Reproduce word for word the lines between those holding "pub fn with_id(mut" and "self.get(key)", inclusive, and nothing else from the data below.

******

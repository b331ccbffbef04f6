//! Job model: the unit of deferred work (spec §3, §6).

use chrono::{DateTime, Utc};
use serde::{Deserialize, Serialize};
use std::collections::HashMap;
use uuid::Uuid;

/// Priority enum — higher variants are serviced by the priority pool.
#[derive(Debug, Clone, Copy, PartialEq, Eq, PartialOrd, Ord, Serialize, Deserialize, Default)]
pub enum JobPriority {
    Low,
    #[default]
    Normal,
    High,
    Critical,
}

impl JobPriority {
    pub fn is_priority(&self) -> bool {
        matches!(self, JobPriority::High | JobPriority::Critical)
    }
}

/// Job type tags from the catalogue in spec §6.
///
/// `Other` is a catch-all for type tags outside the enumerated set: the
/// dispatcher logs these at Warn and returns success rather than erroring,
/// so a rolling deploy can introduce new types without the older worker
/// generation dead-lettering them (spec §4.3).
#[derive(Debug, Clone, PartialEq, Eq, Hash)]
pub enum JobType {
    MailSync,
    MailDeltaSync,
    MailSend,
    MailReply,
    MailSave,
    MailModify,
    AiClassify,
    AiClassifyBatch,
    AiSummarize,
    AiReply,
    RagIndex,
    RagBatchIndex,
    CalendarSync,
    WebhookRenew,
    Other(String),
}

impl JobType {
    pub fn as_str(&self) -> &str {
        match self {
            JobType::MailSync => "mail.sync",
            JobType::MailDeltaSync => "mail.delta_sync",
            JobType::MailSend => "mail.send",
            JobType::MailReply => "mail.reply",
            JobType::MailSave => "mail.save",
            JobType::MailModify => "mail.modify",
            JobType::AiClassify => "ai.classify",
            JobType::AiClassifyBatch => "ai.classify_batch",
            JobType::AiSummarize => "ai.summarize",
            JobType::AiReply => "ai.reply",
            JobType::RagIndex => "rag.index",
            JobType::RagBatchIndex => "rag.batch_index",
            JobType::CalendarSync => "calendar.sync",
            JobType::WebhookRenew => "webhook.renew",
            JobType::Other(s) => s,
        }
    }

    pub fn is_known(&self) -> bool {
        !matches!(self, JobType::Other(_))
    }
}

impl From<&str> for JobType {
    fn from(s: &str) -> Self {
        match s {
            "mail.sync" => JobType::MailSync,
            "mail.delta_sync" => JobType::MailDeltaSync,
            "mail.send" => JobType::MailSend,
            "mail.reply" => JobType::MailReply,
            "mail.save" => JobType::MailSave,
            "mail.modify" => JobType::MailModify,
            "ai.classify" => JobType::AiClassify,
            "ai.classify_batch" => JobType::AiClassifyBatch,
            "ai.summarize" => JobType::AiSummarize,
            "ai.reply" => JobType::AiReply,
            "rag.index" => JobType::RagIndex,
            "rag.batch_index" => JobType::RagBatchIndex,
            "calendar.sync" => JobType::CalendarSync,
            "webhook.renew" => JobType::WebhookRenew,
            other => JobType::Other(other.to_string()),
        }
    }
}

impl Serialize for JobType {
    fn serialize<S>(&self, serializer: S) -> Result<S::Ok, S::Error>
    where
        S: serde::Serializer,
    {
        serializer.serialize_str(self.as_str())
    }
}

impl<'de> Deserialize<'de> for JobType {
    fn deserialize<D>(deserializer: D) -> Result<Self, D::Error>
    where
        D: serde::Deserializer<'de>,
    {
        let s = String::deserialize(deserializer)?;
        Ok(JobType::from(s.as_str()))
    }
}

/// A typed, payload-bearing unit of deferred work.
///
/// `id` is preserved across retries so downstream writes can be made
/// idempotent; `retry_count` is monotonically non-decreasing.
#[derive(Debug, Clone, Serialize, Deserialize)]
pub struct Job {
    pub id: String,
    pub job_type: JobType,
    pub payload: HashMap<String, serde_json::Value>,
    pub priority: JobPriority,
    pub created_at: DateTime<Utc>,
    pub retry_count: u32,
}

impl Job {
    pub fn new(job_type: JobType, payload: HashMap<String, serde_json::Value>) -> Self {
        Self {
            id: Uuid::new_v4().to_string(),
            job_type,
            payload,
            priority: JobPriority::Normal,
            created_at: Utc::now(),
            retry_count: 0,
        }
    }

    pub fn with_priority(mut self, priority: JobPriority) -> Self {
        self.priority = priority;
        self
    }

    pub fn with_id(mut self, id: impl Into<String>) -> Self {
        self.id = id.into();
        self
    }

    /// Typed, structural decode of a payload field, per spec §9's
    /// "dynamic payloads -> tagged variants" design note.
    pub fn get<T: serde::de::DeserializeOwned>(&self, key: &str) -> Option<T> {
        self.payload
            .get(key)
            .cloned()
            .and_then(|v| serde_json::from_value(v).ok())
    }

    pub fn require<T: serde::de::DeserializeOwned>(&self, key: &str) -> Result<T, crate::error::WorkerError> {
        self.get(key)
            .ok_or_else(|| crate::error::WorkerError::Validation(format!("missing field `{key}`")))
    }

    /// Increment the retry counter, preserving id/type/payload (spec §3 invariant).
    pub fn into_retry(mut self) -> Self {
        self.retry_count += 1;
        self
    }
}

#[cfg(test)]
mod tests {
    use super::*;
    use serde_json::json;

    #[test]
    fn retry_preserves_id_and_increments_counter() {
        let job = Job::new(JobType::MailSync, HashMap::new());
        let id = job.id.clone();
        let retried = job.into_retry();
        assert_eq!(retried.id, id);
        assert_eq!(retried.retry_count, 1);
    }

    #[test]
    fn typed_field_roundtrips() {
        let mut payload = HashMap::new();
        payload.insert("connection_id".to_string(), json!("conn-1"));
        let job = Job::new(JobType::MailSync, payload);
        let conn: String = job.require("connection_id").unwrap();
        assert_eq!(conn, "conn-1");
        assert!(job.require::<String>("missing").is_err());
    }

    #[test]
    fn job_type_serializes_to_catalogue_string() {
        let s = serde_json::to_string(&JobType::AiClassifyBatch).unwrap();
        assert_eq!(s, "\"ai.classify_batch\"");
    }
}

******

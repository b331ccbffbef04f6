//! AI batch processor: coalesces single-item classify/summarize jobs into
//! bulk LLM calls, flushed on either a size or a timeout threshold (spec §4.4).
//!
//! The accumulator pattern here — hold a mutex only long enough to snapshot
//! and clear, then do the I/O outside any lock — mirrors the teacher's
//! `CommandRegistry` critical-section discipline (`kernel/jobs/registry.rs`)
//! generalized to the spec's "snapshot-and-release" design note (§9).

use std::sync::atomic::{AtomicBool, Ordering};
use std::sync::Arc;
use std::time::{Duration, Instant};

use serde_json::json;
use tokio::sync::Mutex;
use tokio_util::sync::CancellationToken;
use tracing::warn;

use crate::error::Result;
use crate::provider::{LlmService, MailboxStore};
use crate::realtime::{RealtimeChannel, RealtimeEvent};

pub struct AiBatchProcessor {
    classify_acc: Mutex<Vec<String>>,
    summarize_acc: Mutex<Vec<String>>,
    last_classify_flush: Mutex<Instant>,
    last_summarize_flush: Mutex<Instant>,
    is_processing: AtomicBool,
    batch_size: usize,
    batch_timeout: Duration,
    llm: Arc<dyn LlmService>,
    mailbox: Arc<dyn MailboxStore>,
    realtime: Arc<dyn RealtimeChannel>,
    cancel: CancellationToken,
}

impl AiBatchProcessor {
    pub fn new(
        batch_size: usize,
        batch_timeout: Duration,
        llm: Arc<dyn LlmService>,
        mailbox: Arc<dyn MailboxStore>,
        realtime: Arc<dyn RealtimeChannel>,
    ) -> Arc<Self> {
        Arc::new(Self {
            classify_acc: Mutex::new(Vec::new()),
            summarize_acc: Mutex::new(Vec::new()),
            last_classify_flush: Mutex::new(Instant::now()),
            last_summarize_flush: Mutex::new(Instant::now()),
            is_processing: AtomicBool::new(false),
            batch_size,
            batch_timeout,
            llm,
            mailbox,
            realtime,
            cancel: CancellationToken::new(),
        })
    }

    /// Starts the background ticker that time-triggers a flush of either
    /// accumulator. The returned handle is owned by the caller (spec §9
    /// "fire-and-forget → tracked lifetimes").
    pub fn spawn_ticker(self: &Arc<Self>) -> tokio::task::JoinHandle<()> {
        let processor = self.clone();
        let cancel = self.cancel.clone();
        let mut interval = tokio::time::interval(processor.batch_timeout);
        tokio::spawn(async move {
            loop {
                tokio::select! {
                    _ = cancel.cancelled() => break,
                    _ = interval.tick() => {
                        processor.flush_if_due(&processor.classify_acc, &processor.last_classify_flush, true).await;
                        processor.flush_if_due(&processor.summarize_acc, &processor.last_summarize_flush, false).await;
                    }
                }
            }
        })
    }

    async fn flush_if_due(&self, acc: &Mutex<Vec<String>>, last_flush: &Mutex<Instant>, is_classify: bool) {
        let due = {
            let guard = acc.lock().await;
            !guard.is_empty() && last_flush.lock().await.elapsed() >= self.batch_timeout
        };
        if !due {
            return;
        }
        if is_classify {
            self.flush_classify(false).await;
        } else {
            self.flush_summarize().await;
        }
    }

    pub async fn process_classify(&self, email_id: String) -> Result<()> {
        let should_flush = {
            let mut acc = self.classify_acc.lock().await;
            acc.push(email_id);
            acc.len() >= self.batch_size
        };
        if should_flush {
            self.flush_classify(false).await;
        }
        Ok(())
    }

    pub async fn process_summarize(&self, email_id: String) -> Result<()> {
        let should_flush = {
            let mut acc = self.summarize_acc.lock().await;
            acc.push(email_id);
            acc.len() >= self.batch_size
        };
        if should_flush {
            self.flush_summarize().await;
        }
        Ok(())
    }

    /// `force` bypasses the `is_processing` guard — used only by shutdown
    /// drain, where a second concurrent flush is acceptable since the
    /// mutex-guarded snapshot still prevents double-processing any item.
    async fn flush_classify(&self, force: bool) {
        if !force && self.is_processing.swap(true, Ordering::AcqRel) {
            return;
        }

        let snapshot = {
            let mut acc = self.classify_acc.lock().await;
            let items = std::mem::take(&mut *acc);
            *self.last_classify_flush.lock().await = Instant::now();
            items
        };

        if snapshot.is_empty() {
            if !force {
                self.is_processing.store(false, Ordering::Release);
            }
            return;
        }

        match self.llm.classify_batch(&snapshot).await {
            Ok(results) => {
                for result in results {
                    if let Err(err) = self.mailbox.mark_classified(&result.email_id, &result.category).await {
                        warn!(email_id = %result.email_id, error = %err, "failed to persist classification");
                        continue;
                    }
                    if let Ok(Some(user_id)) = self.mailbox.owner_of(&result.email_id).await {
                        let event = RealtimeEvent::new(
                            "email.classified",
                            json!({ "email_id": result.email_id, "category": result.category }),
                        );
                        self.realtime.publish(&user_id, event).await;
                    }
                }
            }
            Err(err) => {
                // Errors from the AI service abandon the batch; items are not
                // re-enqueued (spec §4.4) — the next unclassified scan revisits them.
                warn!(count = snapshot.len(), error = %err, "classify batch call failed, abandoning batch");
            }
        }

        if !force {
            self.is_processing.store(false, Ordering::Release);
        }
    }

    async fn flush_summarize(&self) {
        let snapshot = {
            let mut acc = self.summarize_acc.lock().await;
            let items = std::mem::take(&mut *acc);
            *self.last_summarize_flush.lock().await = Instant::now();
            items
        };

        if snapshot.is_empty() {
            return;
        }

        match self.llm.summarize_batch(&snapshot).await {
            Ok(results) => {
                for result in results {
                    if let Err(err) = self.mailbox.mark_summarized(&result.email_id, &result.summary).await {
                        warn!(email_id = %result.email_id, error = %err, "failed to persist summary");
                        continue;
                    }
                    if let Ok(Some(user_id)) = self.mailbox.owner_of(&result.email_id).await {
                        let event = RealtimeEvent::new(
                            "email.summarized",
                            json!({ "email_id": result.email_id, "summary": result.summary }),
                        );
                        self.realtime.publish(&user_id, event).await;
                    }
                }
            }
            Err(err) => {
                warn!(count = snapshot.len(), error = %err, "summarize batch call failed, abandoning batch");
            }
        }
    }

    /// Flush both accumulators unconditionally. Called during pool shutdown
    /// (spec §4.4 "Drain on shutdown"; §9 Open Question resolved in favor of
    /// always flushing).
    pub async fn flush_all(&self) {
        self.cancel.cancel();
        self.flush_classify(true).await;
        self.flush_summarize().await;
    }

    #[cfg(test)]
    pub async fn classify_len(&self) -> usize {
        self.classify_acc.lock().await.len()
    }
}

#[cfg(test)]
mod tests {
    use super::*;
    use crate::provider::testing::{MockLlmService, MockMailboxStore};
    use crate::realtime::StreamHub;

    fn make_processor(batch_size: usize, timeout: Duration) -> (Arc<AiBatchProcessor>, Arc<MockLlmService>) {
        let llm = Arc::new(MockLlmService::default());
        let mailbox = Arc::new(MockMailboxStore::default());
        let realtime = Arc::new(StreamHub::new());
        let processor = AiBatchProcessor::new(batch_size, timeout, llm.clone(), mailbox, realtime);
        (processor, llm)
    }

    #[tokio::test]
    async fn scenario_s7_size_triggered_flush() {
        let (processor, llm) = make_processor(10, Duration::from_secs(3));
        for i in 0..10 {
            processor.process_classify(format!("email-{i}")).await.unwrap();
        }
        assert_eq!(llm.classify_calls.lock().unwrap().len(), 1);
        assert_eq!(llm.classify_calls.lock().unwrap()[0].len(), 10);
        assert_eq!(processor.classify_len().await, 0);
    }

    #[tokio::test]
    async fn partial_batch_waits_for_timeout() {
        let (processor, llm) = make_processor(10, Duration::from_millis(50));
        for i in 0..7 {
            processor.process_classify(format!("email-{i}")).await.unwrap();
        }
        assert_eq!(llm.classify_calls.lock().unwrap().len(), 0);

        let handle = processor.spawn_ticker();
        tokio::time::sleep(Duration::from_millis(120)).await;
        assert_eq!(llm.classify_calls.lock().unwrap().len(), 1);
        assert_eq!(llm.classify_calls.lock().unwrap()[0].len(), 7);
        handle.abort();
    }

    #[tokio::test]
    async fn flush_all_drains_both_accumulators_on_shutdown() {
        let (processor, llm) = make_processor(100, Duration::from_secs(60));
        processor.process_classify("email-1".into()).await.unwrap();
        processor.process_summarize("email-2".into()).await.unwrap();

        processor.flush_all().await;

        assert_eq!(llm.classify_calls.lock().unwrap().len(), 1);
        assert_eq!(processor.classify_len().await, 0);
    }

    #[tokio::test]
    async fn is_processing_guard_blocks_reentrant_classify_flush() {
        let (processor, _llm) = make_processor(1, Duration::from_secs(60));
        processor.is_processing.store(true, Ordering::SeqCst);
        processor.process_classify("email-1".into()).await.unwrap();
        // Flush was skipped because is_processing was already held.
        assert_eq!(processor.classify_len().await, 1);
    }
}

******

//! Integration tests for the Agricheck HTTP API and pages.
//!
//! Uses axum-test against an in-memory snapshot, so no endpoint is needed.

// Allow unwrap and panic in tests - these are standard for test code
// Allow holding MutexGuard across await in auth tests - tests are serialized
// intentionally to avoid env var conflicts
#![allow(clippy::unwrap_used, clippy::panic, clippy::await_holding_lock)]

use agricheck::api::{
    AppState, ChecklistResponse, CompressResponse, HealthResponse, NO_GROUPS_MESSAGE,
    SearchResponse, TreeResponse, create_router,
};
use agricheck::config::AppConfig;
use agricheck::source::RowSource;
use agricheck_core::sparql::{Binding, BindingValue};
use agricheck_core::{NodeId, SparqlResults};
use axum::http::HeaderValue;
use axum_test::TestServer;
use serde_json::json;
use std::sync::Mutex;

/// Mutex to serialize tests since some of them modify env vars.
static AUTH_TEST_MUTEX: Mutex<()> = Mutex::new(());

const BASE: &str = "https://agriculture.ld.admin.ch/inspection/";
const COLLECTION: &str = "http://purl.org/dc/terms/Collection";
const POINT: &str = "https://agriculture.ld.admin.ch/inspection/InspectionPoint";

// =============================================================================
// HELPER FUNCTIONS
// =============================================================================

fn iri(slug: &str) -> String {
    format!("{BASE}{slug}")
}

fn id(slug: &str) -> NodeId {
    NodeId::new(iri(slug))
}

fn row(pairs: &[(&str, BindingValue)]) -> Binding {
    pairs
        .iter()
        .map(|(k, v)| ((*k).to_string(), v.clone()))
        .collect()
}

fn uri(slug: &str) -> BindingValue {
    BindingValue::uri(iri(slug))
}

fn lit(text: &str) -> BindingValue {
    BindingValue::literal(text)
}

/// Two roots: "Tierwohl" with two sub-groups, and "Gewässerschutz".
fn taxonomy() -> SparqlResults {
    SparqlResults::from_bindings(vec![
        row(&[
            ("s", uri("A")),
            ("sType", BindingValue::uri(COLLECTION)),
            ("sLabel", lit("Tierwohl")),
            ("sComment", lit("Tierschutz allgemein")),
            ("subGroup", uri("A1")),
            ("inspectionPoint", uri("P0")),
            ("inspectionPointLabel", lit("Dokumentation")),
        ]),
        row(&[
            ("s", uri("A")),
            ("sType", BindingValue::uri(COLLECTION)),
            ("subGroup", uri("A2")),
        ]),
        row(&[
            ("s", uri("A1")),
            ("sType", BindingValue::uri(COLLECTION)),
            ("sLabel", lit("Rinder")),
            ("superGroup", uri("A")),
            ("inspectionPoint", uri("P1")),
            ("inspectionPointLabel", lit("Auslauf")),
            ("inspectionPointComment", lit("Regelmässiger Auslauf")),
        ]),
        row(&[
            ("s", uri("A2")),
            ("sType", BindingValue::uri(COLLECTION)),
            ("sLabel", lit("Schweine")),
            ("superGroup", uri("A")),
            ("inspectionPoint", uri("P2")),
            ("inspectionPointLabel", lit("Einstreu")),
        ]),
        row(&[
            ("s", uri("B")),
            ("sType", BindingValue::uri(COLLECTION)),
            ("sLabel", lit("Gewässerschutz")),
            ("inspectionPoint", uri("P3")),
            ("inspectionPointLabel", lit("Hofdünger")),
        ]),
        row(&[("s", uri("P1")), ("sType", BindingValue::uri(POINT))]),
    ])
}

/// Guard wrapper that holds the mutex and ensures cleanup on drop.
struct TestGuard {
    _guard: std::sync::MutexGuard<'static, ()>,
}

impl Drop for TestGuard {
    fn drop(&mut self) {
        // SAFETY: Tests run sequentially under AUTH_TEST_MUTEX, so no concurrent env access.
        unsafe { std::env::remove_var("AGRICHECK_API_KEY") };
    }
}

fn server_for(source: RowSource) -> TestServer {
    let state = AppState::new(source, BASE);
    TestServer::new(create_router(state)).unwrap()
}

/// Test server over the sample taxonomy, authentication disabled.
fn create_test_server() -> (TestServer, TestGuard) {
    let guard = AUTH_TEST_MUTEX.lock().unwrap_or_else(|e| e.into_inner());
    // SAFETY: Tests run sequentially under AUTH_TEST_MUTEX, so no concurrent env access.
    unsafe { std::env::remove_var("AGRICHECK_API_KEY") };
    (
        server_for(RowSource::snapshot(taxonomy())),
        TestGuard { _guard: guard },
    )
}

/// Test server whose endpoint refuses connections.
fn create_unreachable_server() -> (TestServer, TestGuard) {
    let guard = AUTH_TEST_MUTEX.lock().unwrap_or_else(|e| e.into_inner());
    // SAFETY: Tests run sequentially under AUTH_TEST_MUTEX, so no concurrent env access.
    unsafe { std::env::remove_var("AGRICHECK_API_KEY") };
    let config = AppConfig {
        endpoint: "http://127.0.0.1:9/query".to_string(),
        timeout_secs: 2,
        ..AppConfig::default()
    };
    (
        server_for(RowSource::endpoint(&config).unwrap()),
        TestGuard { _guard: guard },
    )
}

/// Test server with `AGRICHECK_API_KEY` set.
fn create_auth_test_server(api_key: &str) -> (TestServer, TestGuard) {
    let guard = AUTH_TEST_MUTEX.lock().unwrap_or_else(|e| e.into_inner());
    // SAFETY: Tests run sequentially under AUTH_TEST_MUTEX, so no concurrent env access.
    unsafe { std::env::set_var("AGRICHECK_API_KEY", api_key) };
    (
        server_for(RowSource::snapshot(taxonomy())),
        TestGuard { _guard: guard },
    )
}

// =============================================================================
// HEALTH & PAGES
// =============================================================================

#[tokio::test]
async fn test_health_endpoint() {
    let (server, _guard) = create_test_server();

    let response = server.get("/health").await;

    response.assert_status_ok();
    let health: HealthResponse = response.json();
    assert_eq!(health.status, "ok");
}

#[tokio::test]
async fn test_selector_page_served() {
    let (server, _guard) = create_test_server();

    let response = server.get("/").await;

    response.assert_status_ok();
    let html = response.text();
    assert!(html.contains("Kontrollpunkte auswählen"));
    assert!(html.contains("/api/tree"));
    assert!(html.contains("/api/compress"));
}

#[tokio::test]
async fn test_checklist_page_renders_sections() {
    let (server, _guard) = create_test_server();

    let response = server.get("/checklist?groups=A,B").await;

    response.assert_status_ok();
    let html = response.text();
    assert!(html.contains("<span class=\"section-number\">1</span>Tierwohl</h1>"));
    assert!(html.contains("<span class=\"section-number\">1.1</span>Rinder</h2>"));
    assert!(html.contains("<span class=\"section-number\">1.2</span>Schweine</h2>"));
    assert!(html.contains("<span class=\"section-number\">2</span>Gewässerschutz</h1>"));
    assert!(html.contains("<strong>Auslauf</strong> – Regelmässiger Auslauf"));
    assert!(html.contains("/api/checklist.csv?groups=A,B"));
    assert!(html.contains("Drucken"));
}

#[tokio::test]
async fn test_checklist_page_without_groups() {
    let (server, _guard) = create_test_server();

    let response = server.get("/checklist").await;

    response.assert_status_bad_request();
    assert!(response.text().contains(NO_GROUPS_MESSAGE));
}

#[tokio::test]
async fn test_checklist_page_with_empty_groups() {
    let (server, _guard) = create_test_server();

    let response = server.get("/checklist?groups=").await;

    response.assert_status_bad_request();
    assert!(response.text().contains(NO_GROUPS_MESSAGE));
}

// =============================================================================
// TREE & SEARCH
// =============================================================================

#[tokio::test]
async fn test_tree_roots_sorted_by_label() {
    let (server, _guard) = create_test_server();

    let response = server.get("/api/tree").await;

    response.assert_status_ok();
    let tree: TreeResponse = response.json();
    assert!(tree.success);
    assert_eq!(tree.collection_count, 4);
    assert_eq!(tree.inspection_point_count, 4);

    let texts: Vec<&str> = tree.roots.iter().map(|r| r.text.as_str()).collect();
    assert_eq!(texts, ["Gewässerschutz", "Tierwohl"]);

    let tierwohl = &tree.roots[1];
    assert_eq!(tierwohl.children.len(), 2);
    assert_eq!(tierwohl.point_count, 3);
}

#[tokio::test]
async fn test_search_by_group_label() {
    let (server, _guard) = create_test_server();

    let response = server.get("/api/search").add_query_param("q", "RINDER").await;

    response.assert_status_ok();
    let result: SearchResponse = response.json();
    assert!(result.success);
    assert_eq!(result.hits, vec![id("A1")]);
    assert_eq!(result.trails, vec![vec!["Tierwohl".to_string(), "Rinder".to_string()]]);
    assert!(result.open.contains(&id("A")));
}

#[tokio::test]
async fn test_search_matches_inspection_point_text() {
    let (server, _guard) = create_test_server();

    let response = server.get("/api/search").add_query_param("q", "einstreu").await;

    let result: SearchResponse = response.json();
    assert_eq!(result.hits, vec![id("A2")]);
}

******

SOLUTION FOR THIS EXERCISE:
    pub fn with_id(mut self, id: impl Into<String>) -> Self {
        self.id = id.into();
        self
    }

    /// Typed, structural decode of a payload field, per spec §9's
    /// "dynamic payloads -> tagged variants" design note.
    pub fn get<T: serde::de::DeserializeOwned>(&self, key: &str) -> Option<T> {
        self.payload
            .get(key)
            .cloned()
            .and_then(|v| serde_json::from_value(v).ok())
    }

    pub fn require<T: serde::de::DeserializeOwned>(&self, key: &str) -> Result<T, crate::error::WorkerError> {
        self.get(key)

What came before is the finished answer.